Keeping Secrets: Are Travel Bloggers Ruining Travel?

Paradise found. For many travel writers and bloggers, and travelers in general, that is the goal. Somewhere out there is a place where you can relax and recharge. Someplace where the land, the people, and the elements speak your language. Someplace that is your “happy place.” The question is: Once you find it, do you tell anyone about it?

Photo: St Lucia via MSC Cruises

You have found your Happy Place. The question is, do you tell anyone about it? (Photo: St. Lucia via MSC Cruises)

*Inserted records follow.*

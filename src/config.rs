use clap::Parser;
use reqwest::Url;
use thiserror::Error;

use std::time::Duration;

use crate::service::DEFAULT_KEYSTORE_CAPACITY;

pub const DEFAULT_GATEWAY: &str = "http://127.0.0.1:5002";

#[derive(Debug, Error, PartialEq, Eq)]
pub enum ConfigError {
    #[error("Invalid gateway URL {url}: {reason}")]
    InvalidGateway { url: String, reason: String },

    #[error("Gateway timeout must be at least one second")]
    ZeroTimeout,

    #[error("Keystore capacity must be at least one wallet")]
    ZeroCapacity,
}

/// Wallet server settings, read from flags or the environment at startup
#[derive(Debug, Clone, Parser)]
#[clap(name = "wallet-server", version, about = "Wallet relay server")]
pub struct WalletServerConfig {
    /// Address to bind the HTTP server to
    #[clap(long, env = "WALLET_SERVER_HOST", default_value = "0.0.0.0")]
    pub host: String,

    /// Port to listen on
    #[clap(long, env = "WALLET_SERVER_PORT", default_value_t = 8080)]
    pub port: u16,

    /// Base URL of the blockchain node
    #[clap(long, env = "WALLET_SERVER_GATEWAY_TO_BLOCKCHAIN", default_value = DEFAULT_GATEWAY)]
    pub gateway: String,

    /// Upper bound for every request to the node, in seconds
    #[clap(long, env = "WALLET_SERVER_GATEWAY_TIMEOUT_SECS", default_value_t = 10)]
    pub gateway_timeout_secs: u64,

    /// Most wallets the server keeps keys for
    #[clap(
        long,
        env = "WALLET_SERVER_KEYSTORE_CAPACITY",
        default_value_t = DEFAULT_KEYSTORE_CAPACITY
    )]
    pub keystore_capacity: usize,
}

impl WalletServerConfig {
    /// Parses settings and validates them
    pub fn load() -> Result<Self, ConfigError> {
        let config = Self::parse();
        config.validate()?;
        Ok(config)
    }

    pub fn validate(&self) -> Result<(), ConfigError> {
        let url = Url::parse(&self.gateway).map_err(|e| ConfigError::InvalidGateway {
            url: self.gateway.clone(),
            reason: e.to_string(),
        })?;

        if !matches!(url.scheme(), "http" | "https") {
            return Err(ConfigError::InvalidGateway {
                url: self.gateway.clone(),
                reason: format!("unsupported scheme {}", url.scheme()),
            });
        }

        if self.gateway_timeout_secs == 0 {
            return Err(ConfigError::ZeroTimeout);
        }

        if self.keystore_capacity == 0 {
            return Err(ConfigError::ZeroCapacity);
        }

        Ok(())
    }

    pub fn gateway_timeout(&self) -> Duration {
        Duration::from_secs(self.gateway_timeout_secs)
    }
}

#[cfg(test)]
mod tests {
    use super::*;

    fn parse(args: &[&str]) -> WalletServerConfig {
        let mut argv = vec!["wallet-server"];
        argv.extend_from_slice(args);
        WalletServerConfig::try_parse_from(argv).unwrap()
    }

    #[test]
    fn test_flags_override_defaults() {
        let config = parse(&[
            "--port",
            "9090",
            "--gateway",
            "http://node:5001",
            "--gateway-timeout-secs",
            "3",
        ]);

        assert_eq!(config.port, 9090);
        assert_eq!(config.gateway, "http://node:5001");
        assert_eq!(config.gateway_timeout(), Duration::from_secs(3));
        assert!(config.validate().is_ok());
    }

    #[test]
    fn test_rejects_bad_gateway() {
        let config = parse(&["--gateway", "ftp://node"]);
        assert!(matches!(
            config.validate(),
            Err(ConfigError::InvalidGateway { .. })
        ));

        let config = parse(&["--gateway", "node:5002:"]);
        assert!(config.validate().is_err());
    }

    #[test]
    fn test_rejects_zero_timeout() {
        let config = parse(&["--gateway", DEFAULT_GATEWAY, "--gateway-timeout-secs", "0"]);
        assert_eq!(config.validate(), Err(ConfigError::ZeroTimeout));
    }

    #[test]
    fn test_keystore_capacity() {
        let config = parse(&[]);
        assert_eq!(config.keystore_capacity, DEFAULT_KEYSTORE_CAPACITY);

        let config = parse(&["--keystore-capacity", "0"]);
        assert_eq!(config.validate(), Err(ConfigError::ZeroCapacity));
    }
}
// API module
//
// HTTP surface of the wallet server

pub mod handlers;
pub mod routes;

// Re-export main components for easier access
pub use routes::configure_routes;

Whether travel bloggers and writers are ruining travel is an important question, but not an easy one to answer. For most, a love for travel and discovery motivate us to promote travel and tourism, and it’s sometimes hard to believe that can actually work against the industry we support. As a measure of success, tourism is growing around the world, but there are those who argue that success is part of the problem.

Too Pretty to Stay Secret – Too Popular to Stay Pretty

Many times, the sheer beauty of a place has been its downfall. Once word gets out, tourism begins and the Garden of Eden enters a slow decay. Tourists change the ecology, often leaving much more than footprints, and taking much more than pictures. Tourism changes the economy, and not always for the better for those who still call a place home. Once changed so, the experience can hardly match the descriptions by those who witnessed the “virgin state” and captured the stories and photographs that drew crowds in the first place.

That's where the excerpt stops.